I’ve seen couples who were on the brink of divorce find their way back by simply deciding to be curious about each other again. They stopped assuming they knew everything. They started asking questions. “What are you dreaming about lately?” “What’s the best thing that happened to you today?” “What’s something you want to try that you’ve been too shy to mention?”
The Courage to Be Seen
At the end of the day, desire is an act of vulnerability. To want someone is to admit that you need something from them. It’s to admit that you’re not self-sufficient.
A lot of us stop “wanting” because we’re afraid of the rejection. We shut down our own desire to protect our egos. We tell ourselves “I don’t really care” or “It’s not that important.”
But it is important. It’s the pulse of the relationship.
Maintaining sexual health over a lifetime isn’t about having a perfect body or a perfect technique. It’s about having the grit to stay open even when you’re tired. It’s about the empathy to see your partner’s struggle and not take it personally. It’s about the honesty to say, “I’m feeling distant, and I don’t like it. How do we get back?”

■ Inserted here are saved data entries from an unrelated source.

//! Dream storage and retrieval operations
use crate::error::{StoreError, StoreResult};
use crate::journal_db::schema::Dream;
use crate::journal_db::{connection, logged, SharedPool};
use r2d2::PooledConnection;
use r2d2_sqlite::SqliteConnectionManager;
use rusqlite::{params, OptionalExtension};
use tracing::{debug, info};

pub struct DreamStore {
    pool: SharedPool,
}

impl DreamStore {
    pub(crate) fn new(pool: SharedPool) -> Self {
        Self { pool }
    }

    fn get_conn(&self) -> StoreResult<PooledConnection<SqliteConnectionManager>> {
        connection(&self.pool)
    }

    /// Insert a new dream. Fails with `DuplicateKey` when the id is taken
    /// and with `Invalid` when the content is blank.
    pub async fn add_dream(&self, dream: &Dream) -> StoreResult<()> {
        logged("add dream", self.insert(dream))
    }

    /// Insert or replace the dream with the same id.
    pub async fn update_dream(&self, dream: &Dream) -> StoreResult<()> {
        logged("update dream", self.upsert(dream))
    }

    /// Replace a dream only if it is still stored. Returns whether it was.
    pub async fn replace_existing(&self, dream: &Dream) -> StoreResult<bool> {
        logged("replace dream", self.replace(dream))
    }

    /// Remove a dream. Returns whether a record was deleted; an unknown id is not an error.
    pub async fn delete_dream(&self, id: &str) -> StoreResult<bool> {
        logged("delete dream", self.remove(id))
    }

    pub async fn get_dream(&self, id: &str) -> StoreResult<Option<Dream>> {
        logged("get dream", self.find(id))
    }

    /// Every stored dream. Order is unspecified; callers sort.
    pub async fn get_all_dreams(&self) -> StoreResult<Vec<Dream>> {
        logged("get dreams", self.load_all())
    }

    fn insert(&self, dream: &Dream) -> StoreResult<()> {
        if dream.content.trim().is_empty() {
            return Err(StoreError::Invalid(format!("dream {} has no content", dream.id)));
        }
        let conn = self.get_conn()?;
        let data = serde_json::to_string(dream)?;

        match conn.execute(
            "INSERT INTO dreams (id, date, data) VALUES (?1, ?2, ?3)",
            params![&dream.id, dream.date, data],
        ) {
            Ok(_) => {
                debug!("Stored dream {}", dream.id);
                Ok(())
            }
            Err(e) if StoreError::is_constraint_violation(&e) => {
                Err(StoreError::DuplicateKey(dream.id.clone()))
            }
            Err(e) => Err(e.into()),
        }
    }

    fn upsert(&self, dream: &Dream) -> StoreResult<()> {
        let conn = self.get_conn()?;
        let data = serde_json::to_string(dream)?;
        conn.execute(
            "INSERT INTO dreams (id, date, data) VALUES (?1, ?2, ?3)
             ON CONFLICT(id) DO UPDATE SET date = excluded.date, data = excluded.data",
            params![&dream.id, dream.date, data],
        )?;
        debug!("Updated dream {}", dream.id);
        Ok(())
    }

    fn replace(&self, dream: &Dream) -> StoreResult<bool> {
        let conn = self.get_conn()?;
        let data = serde_json::to_string(dream)?;
        let updated = conn.execute(
            "UPDATE dreams SET date = ?2, data = ?3 WHERE id = ?1",
            params![&dream.id, dream.date, data],
        )?;
        Ok(updated > 0)
    }

    fn remove(&self, id: &str) -> StoreResult<bool> {
        let conn = self.get_conn()?;
        let deleted = conn.execute("DELETE FROM dreams WHERE id = ?1", [id])?;
        if deleted > 0 {
            info!("Deleted dream {}", id);
        } else {
            debug!("No dream {} to delete", id);
        }
        Ok(deleted > 0)
    }

    fn find(&self, id: &str) -> StoreResult<Option<Dream>> {
        let conn = self.get_conn()?;
        let data: Option<String> = conn
            .query_row("SELECT data FROM dreams WHERE id = ?1", [id], |row| row.get(0))
            .optional()?;
        Ok(data.map(|json| serde_json::from_str::<Dream>(&json)).transpose()?)
    }

    fn load_all(&self) -> StoreResult<Vec<Dream>> {
        let conn = self.get_conn()?;
        let mut stmt = conn.prepare("SELECT data FROM dreams")?;
        let mut rows = stmt.query([])?;
        let mut dreams = Vec::new();
        while let Some(row) = rows.next()? {
            let json: String = row.get(0)?;
            dreams.push(serde_json::from_str(&json)?);
        }
        debug!("Loaded {} dreams", dreams.len());
        Ok(dreams)
    }
}

#[cfg(test)]
mod tests {
    use crate::error::StoreError;
    use crate::journal_db::schema::*;
    use crate::journal_db::JournalDatabase;

    async fn ready_db() -> JournalDatabase {
        let db = JournalDatabase::in_memory();
        db.initialize().await.unwrap();
        db
    }

    fn dream(id: &str, date: i64, content: &str) -> Dream {
        Dream {
            id: id.to_string(),
            date,
            title: String::new(),
            content: content.to_string(),
            analysis: None,
            thumbnail: None,
        }
    }

    fn analyzed(mut dream: Dream) -> Dream {
        dream.title = "La forêt".into();
        dream.analysis = Some(DreamAnalysis {
            interpretations: vec![Interpretation {
                aspect: "forêt".into(),
                explanations: vec![
                    Explanation { explanation: "inconnu".into(), confidence: 70, is_validated: false },
                    Explanation { explanation: "croissance".into(), confidence: 55, is_validated: true },
                ],
            }],
            overall_mood: "mystérieux".into(),
            keywords: vec!["forêt".into(), "nuit".into()],
            timestamp: 1_700_000_100_000,
        });
        dream.thumbnail = Some("data:image/png;base64,AAAA".into());
        dream
    }

    #[tokio::test]
    async fn test_added_dreams_round_trip_exactly_once() {
        let db = ready_db().await;
        let first = analyzed(dream("a", 1_700_000_000_000, "Je marchais dans une forêt 🌲"));
        let second = dream("b", 1_700_000_500_000, "Un train sans fin\nsur deux lignes");

        db.dreams.add_dream(&first).await.unwrap();
        db.dreams.add_dream(&second).await.unwrap();

        let all = db.dreams.get_all_dreams().await.unwrap();
        assert_eq!(all.len(), 2);
        assert_eq!(all.iter().filter(|d| d.id == "a").count(), 1);
        assert_eq!(all.iter().filter(|d| d.id == "b").count(), 1);
        assert!(all.contains(&first));
        assert!(all.contains(&second));
    }

    #[tokio::test]
    async fn test_add_rejects_duplicate_id() {
        let db = ready_db().await;
        db.dreams.add_dream(&dream("a", 1, "first")).await.unwrap();

        let err = db.dreams.add_dream(&dream("a", 2, "second")).await.unwrap_err();
        assert!(matches!(err, StoreError::DuplicateKey(id) if id == "a"));

        let all = db.dreams.get_all_dreams().await.unwrap();
        assert_eq!(all.len(), 1);
        assert_eq!(all[0].content, "first");
    }

    #[tokio::test]
    async fn test_add_rejects_blank_content() {
        let db = ready_db().await;
        let err = db.dreams.add_dream(&dream("a", 1, "   ")).await.unwrap_err();
        assert!(matches!(err, StoreError::Invalid(_)));
        assert!(db.dreams.get_all_dreams().await.unwrap().is_empty());
    }

    #[tokio::test]
    async fn test_update_replaces_existing_record() {
        let db = ready_db().await;
        let original = dream("a", 1_700_000_000_000, "Je marchais dans une forêt");
        db.dreams.add_dream(&original).await.unwrap();

        let updated = analyzed(original.clone());
        db.dreams.update_dream(&updated).await.unwrap();

        let all = db.dreams.get_all_dreams().await.unwrap();
        assert_eq!(all.len(), 1);
        assert_eq!(all[0], updated);
    }

    #[tokio::test]
    async fn test_update_inserts_missing_record() {
        let db = ready_db().await;
        let fresh = dream("new", 5, "never added");
        db.dreams.update_dream(&fresh).await.unwrap();
        db.dreams.update_dream(&fresh).await.unwrap();

        let all = db.dreams.get_all_dreams().await.unwrap();
        assert_eq!(all, vec![fresh]);
    }

    #[tokio::test]
    async fn test_delete_removes_record_and_ignores_unknown_id() {
        let db = ready_db().await;
        db.dreams.add_dream(&dream("a", 1, "one")).await.unwrap();
        db.dreams.add_dream(&dream("b", 2, "two")).await.unwrap();

        assert!(db.dreams.delete_dream("a").await.unwrap());
        let remaining = db.dreams.get_all_dreams().await.unwrap();
        assert!(remaining.iter().all(|d| d.id != "a"));

        assert!(!db.dreams.delete_dream("missing").await.unwrap());
        assert_eq!(db.dreams.get_all_dreams().await.unwrap(), remaining);
    }

    #[tokio::test]
    async fn test_replace_existing_never_inserts() {
        let db = ready_db().await;
        let ghost = dream("ghost", 1, "gone");
        assert!(!db.dreams.replace_existing(&ghost).await.unwrap());
        assert!(db.dreams.get_all_dreams().await.unwrap().is_empty());

        db.dreams.add_dream(&dream("a", 1, "one")).await.unwrap();
        let mut changed = dream("a", 1, "one");
        changed.thumbnail = Some("https://images.test/a.png".into());
        assert!(db.dreams.replace_existing(&changed).await.unwrap());
        assert_eq!(db.dreams.get_dream("a").await.unwrap(), Some(changed));
    }

    #[tokio::test]
    async fn test_get_dream_by_id() {
        let db = ready_db().await;
        let stored = dream("a", 1, "one");
        db.dreams.add_dream(&stored).await.unwrap();

        assert_eq!(db.dreams.get_dream("a").await.unwrap(), Some(stored));
        assert_eq!(db.dreams.get_dream("zzz").await.unwrap(), None);
    }

    #[tokio::test]
    async fn test_dreams_survive_reopen() {
        let dir = tempfile::tempdir().unwrap();
        let path = dir.path().join("dreams.db");
        let stored = analyzed(dream("persist", 1_700_000_000_000, "Une maison inconnue"));

        {
            let db = JournalDatabase::open(&path);
            db.initialize().await.unwrap();
            db.dreams.add_dream(&stored).await.unwrap();
        }

        let reopened = JournalDatabase::open(&path);
        reopened.initialize().await.unwrap();
        assert_eq!(reopened.dreams.get_all_dreams().await.unwrap(), vec![stored]);
    }
}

It’s a long, messy, sometimes boring, sometimes frustrating journey. But it’s the only one worth taking.
So, tonight, don’t just roll over. Don’t just pick up the phone. Look at the stranger lying next to you. Because they are a stranger, in a way. They are a person with a whole world inside them that you haven’t fully mapped out yet.
Start there. Start with the curiosity. The rest—the desire, the heat, the connection—will follow.
It’s not going to be like the first time. It might even be better. Because this time, it’s not just a chemical high. It’s a choice.
And a choice is the most powerful thing you’ve got.